** DATA follows **

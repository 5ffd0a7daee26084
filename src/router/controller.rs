//! Navigation controller: before-navigation guard, dynamic route
//! installation and the navigation pipeline.
//!
//! ```text
//! navigate(target)
//!   → before_each   installed or global → Next
//!                   no credential → Redirect(login)
//!                   else fetch menu (single flight):
//!                     code 0   → install, persist, Replay (replace)
//!                     code ≠ 0 → persist "[]", Next
//!                     error    → Redirect(login)
//!   → match         follow record redirects (main → home, * → 404)
//!   → enter_main    main subtree needs a credential
//!   → commit        push / replace history (same path → replace)
//! ```

use std::sync::Arc;
use thiserror::Error;
use tokio::sync::{broadcast, Mutex, RwLock};
use tokio::task::JoinHandle;
use tokio_util::sync::CancellationToken;
use tracing::{debug, info, warn};

use super::classify::{classify, RouteKind};
use super::guard::{enter_main, GuardDecision, GuardState};
use super::history::{History, Location, NavTarget};
use super::menu::{MenuSource, NavMenu};
use super::route::{
    global_routes, main_route, RouteDefinition, RouteMatch, RouteTable, ViewResolver, LOGIN,
    MAIN_DYNAMIC,
};
use super::synth::synthesize;
use crate::bus::{BusEvent, SharedBus};
use crate::session::{
    SharedSession, DYNAMIC_MENU_ROUTES_KEY, MENU_LIST_KEY, PERMISSIONS_KEY,
};

/// Upper bound on guard/record redirects within one navigation
pub const MAX_NAVIGATION_HOPS: usize = 8;

const EMPTY_LIST: &str = "[]";

#[derive(Debug, Error)]
pub enum NavigationError {
    #[error("navigation to {target} exceeded {hops} redirects")]
    RedirectLoop { target: String, hops: usize },
}

pub struct NavigationController {
    session: SharedSession,
    menu_source: Arc<dyn MenuSource>,
    resolver: Arc<dyn ViewResolver>,
    bus: SharedBus,
    static_routes: Vec<RouteDefinition>,
    table: RwLock<RouteTable>,
    history: RwLock<History>,
    /// Serializes menu fetches so only one install happens per session
    install_lock: Mutex<()>,
}

impl NavigationController {
    pub fn new(
        session: SharedSession,
        menu_source: Arc<dyn MenuSource>,
        resolver: Arc<dyn ViewResolver>,
        bus: SharedBus,
    ) -> Self {
        Self {
            session,
            menu_source,
            resolver,
            bus,
            static_routes: global_routes(),
            table: RwLock::new(RouteTable::with_static_routes()),
            history: RwLock::new(History::default()),
            install_lock: Mutex::new(()),
        }
    }

    pub fn session(&self) -> &SharedSession {
        &self.session
    }

    pub fn state(&self) -> GuardState {
        if self.session.routes_installed() {
            GuardState::RoutesReady
        } else {
            GuardState::RoutesPending
        }
    }

    /// Snapshot of the registered routes
    pub async fn route_table(&self) -> RouteTable {
        self.table.read().await.clone()
    }

    pub async fn current(&self) -> Option<Location> {
        self.history.read().await.current().cloned()
    }

    pub async fn history_len(&self) -> usize {
        self.history.read().await.len()
    }

    pub async fn push(&self, target: NavTarget) -> Result<Location, NavigationError> {
        self.navigate(target, false).await
    }

    pub async fn replace(&self, target: NavTarget) -> Result<Location, NavigationError> {
        self.navigate(target, true).await
    }

    async fn navigate(
        &self,
        mut target: NavTarget,
        mut replace: bool,
    ) -> Result<Location, NavigationError> {
        for _ in 0..MAX_NAVIGATION_HOPS {
            let path = self.target_path(&target).await;

            match self.before_each(&path).await {
                GuardDecision::Next => {}
                GuardDecision::Replay => {
                    debug!("Replaying navigation to {} with replace", target);
                    replace = true;
                    continue;
                }
                GuardDecision::Redirect(next) => {
                    info!("Navigation to {} redirected to {}", target, next);
                    target = next;
                    continue;
                }
            }

            let matched = self.match_target(&target).await;
            if let Some(m) = &matched {
                if let Some(redirect) = m.leaf().and_then(|r| r.redirect.clone()) {
                    target = NavTarget::Name(redirect);
                    continue;
                }
                if m.requires_auth() {
                    if let GuardDecision::Redirect(next) = enter_main(&self.session).await {
                        target = next;
                        continue;
                    }
                }
            }

            let location = Location::from_match(&path, matched);
            self.commit(location.clone(), replace).await;
            return Ok(location);
        }

        Err(NavigationError::RedirectLoop {
            target: target.to_string(),
            hops: MAX_NAVIGATION_HOPS,
        })
    }

    /// Path the guard sees: named targets resolve through the table, and an
    /// unknown name falls back to "/" (it may exist once routes install).
    async fn target_path(&self, target: &NavTarget) -> String {
        match target {
            NavTarget::Path(path) => path.clone(),
            NavTarget::Name(name) => self
                .table
                .read()
                .await
                .match_name(name)
                .map(|m| m.path)
                .unwrap_or_else(|| "/".to_string()),
        }
    }

    async fn match_target(&self, target: &NavTarget) -> Option<RouteMatch> {
        let table = self.table.read().await;
        match target {
            NavTarget::Path(path) => table.match_path(path),
            NavTarget::Name(name) => table.match_name(name),
        }
    }

    /// Global before-navigation guard
    pub async fn before_each(&self, path: &str) -> GuardDecision {
        if self.session.routes_installed() {
            return GuardDecision::Next;
        }
        if classify(path, &self.static_routes) == RouteKind::Global {
            return GuardDecision::Next;
        }
        if !self.session.has_credential().await {
            // Anonymous sessions go to login without touching the menu endpoint
            return enter_main(&self.session).await;
        }

        let _flight = self.install_lock.lock().await;
        if self.session.routes_installed() {
            // Installed by the navigation we waited on
            return GuardDecision::Next;
        }

        debug!("Dynamic routes pending, fetching menu for {}", path);
        match self.menu_source.fetch_nav_menu().await {
            Ok(menu) if menu.is_success() => {
                self.install_routes(&menu).await;
                GuardDecision::Replay
            }
            Ok(menu) => {
                info!("Menu unavailable (code {:?}), continuing without dynamic routes", menu.code);
                self.session.set_item(MENU_LIST_KEY, EMPTY_LIST).await;
                self.session.set_item(PERMISSIONS_KEY, EMPTY_LIST).await;
                self.bus.publish(BusEvent::MenuUnavailable {
                    code: menu.code.unwrap_or_default(),
                });
                GuardDecision::Next
            }
            Err(e) => {
                warn!("Menu fetch failed: {}", e);
                GuardDecision::to_login()
            }
        }
    }

    /// Synthesize, register, mark installed, persist
    async fn install_routes(&self, menu: &NavMenu) {
        let children = synthesize(menu.entries(), self.resolver.as_ref());

        {
            let mut table = self.table.write().await;
            let mut dynamic = table.main_template().cloned().unwrap_or_else(main_route);
            dynamic.name = MAIN_DYNAMIC.to_string();
            dynamic.children = children.clone();
            table.install_dynamic(dynamic);
        }
        self.session.mark_routes_installed();

        let menu_list = serde_json::to_string(menu.entries()).unwrap_or_else(|_| EMPTY_LIST.into());
        let permissions = serde_json::to_string(menu.permissions.as_deref().unwrap_or_default())
            .unwrap_or_else(|_| EMPTY_LIST.into());
        let dynamic_routes = serde_json::to_string(&children).unwrap_or_else(|_| EMPTY_LIST.into());
        self.session.set_item(MENU_LIST_KEY, menu_list).await;
        self.session.set_item(PERMISSIONS_KEY, permissions).await;
        self.session.set_item(DYNAMIC_MENU_ROUTES_KEY, dynamic_routes).await;

        let route_names: Vec<String> = children.iter().map(|r| r.name.clone()).collect();
        info!("Installed {} dynamic routes", route_names.len());
        self.bus.publish(BusEvent::RoutesInstalled { route_names });
    }

    async fn commit(&self, location: Location, replace: bool) {
        {
            let mut history = self.history.write().await;
            let duplicate = history
                .current()
                .is_some_and(|current| current.path == location.path);
            if replace || duplicate {
                history.replace(location.clone());
            } else {
                history.push(location.clone());
            }
        }
        debug!("Navigated to {}", location.path);
        self.bus.publish(BusEvent::Navigated {
            name: location.name.unwrap_or_default(),
            path: location.path,
        });
    }

    /// Send the user to the login page whenever the transport reports an
    /// invalidated session. Runs until `shutdown` is cancelled.
    pub fn watch_session(self: &Arc<Self>, shutdown: CancellationToken) -> JoinHandle<()> {
        let controller = Arc::clone(self);
        let mut rx = controller.bus.subscribe();
        tokio::spawn(async move {
            loop {
                tokio::select! {
                    _ = shutdown.cancelled() => break,
                    event = rx.recv() => match event {
                        Ok(BusEvent::SessionInvalidated { url }) => {
                            info!("Session invalidated by {}, returning to login", url);
                            let at_login = controller
                                .current()
                                .await
                                .map(|l| l.is_named(LOGIN))
                                .unwrap_or(false);
                            if at_login {
                                continue;
                            }
                            if let Err(e) = controller.push(NavTarget::name(LOGIN)).await {
                                warn!("Login redirect failed: {}", e);
                            }
                        }
                        Ok(_) => {}
                        Err(broadcast::error::RecvError::Lagged(skipped)) => {
                            warn!("Session watcher lagged, skipped {} events", skipped);
                        }
                        Err(broadcast::error::RecvError::Closed) => break,
                    }
                }
            }
            debug!("Session watcher stopped");
        })
    }
}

** End of DATA **

> [PROBLEM STATEMENT]:
Go through the records above and copy every line with the word "false".

> [ANSWER BELOW]:
        self.navigate(target, false).await
                                .unwrap_or(false);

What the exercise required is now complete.